-- Opening Marker --

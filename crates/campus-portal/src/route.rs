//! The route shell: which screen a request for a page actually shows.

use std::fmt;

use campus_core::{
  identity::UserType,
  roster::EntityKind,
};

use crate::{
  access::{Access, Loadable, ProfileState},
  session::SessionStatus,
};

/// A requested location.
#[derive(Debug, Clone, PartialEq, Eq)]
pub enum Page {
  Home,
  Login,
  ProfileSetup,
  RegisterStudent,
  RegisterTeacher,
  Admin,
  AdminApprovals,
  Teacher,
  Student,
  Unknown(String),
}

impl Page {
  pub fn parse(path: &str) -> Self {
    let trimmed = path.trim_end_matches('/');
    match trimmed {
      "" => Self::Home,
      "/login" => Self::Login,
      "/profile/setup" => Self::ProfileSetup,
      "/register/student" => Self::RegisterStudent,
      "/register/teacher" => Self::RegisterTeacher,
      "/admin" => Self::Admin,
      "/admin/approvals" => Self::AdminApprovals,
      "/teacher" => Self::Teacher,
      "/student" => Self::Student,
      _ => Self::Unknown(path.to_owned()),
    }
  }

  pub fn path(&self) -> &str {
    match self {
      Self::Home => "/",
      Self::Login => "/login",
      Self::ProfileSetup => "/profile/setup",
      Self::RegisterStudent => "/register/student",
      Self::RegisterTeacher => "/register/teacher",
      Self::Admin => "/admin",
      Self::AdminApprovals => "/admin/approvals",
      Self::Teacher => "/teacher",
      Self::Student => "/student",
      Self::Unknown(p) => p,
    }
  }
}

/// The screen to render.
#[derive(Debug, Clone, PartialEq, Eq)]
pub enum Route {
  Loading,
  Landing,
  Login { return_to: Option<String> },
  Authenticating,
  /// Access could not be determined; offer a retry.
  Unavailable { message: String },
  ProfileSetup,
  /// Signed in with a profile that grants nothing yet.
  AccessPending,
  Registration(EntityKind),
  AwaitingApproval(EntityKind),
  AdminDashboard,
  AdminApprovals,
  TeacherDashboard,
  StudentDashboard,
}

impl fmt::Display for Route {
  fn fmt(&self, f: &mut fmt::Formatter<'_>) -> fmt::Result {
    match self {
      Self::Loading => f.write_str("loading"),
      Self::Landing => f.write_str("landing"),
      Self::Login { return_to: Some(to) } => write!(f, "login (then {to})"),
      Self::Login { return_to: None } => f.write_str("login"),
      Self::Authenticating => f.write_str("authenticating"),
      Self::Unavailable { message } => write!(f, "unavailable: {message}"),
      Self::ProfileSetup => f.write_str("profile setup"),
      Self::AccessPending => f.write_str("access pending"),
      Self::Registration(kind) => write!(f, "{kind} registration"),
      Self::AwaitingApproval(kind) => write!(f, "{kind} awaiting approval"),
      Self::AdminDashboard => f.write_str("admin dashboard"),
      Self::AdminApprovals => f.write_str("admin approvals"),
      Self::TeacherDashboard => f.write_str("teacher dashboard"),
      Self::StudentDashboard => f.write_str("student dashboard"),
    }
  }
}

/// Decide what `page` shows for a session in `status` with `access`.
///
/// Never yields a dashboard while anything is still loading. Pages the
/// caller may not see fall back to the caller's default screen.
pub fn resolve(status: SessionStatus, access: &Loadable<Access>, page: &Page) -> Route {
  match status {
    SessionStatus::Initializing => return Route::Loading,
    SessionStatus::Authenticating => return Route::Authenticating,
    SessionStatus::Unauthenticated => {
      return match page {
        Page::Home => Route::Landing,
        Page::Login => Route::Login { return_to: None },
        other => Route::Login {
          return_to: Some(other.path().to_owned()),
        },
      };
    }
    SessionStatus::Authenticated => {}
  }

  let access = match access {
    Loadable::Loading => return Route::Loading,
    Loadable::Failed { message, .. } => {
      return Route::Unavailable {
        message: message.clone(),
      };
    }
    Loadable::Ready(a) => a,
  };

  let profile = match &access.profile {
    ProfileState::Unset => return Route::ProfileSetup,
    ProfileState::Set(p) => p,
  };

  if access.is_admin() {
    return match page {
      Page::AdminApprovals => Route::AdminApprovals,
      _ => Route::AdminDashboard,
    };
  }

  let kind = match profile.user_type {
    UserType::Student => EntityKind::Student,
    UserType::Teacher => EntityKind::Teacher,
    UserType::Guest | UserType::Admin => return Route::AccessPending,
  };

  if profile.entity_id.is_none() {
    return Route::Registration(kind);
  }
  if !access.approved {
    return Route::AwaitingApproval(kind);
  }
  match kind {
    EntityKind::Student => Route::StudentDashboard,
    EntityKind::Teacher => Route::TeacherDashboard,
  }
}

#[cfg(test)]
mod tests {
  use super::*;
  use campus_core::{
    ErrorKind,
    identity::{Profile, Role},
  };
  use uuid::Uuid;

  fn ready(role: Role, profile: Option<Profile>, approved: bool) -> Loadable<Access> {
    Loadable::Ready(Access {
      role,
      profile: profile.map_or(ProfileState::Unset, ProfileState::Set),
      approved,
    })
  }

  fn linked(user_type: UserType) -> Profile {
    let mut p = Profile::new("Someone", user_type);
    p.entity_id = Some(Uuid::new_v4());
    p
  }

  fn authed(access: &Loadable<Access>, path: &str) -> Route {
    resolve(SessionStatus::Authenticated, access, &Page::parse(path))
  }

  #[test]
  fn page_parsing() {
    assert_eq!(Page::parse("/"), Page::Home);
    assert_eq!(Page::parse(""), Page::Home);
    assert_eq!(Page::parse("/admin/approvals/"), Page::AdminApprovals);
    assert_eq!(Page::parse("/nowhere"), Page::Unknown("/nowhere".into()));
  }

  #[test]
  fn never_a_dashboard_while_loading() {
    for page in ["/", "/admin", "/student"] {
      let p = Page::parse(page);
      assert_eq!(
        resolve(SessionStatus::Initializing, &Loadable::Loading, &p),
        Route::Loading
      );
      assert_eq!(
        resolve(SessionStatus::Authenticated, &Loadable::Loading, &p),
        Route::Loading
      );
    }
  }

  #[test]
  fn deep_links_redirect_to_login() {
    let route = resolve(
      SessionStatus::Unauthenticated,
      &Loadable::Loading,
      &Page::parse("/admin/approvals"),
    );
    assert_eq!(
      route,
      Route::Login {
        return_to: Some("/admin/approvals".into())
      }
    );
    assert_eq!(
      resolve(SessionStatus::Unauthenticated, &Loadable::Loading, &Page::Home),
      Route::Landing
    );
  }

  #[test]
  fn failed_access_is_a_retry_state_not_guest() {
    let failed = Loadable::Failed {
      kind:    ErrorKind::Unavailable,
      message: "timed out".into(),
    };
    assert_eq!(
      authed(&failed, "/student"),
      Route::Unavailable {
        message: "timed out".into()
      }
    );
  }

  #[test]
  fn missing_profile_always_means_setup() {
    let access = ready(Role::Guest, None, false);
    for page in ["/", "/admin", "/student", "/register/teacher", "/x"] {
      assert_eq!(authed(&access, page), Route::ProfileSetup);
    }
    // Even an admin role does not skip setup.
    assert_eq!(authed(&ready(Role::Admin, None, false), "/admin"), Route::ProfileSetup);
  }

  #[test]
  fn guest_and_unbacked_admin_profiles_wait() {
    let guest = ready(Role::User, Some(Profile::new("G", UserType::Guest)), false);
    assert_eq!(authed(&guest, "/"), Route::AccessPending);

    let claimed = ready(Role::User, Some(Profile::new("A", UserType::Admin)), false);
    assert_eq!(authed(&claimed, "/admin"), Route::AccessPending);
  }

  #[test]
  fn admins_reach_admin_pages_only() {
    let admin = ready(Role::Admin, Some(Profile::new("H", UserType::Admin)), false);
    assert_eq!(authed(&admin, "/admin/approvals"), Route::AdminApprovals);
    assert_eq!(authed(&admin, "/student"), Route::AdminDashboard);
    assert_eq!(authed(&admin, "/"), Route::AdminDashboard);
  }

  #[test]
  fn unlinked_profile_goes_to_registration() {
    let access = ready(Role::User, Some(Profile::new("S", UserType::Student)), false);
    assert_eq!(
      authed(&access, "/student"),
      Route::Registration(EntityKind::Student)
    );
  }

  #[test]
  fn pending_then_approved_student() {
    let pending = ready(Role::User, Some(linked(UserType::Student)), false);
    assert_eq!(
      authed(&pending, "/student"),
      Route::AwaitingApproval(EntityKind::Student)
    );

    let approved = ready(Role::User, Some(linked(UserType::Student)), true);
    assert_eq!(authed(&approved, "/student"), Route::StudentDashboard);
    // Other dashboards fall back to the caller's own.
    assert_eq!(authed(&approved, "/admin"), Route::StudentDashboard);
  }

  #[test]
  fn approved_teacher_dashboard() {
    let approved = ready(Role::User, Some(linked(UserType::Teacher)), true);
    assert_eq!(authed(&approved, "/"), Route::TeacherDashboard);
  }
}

-- Closing Marker --

What is needed is every line from the beginning of the data up to and including the line with "A requested location.", given again word for word.

filename crates/campus-portal/src/route.rs
//! The route shell: which screen a request for a page actually shows.

use std::fmt;

use campus_core::{
  identity::UserType,
  roster::EntityKind,
};

use crate::{
  access::{Access, Loadable, ProfileState},
  session::SessionStatus,
};

/// A requested location.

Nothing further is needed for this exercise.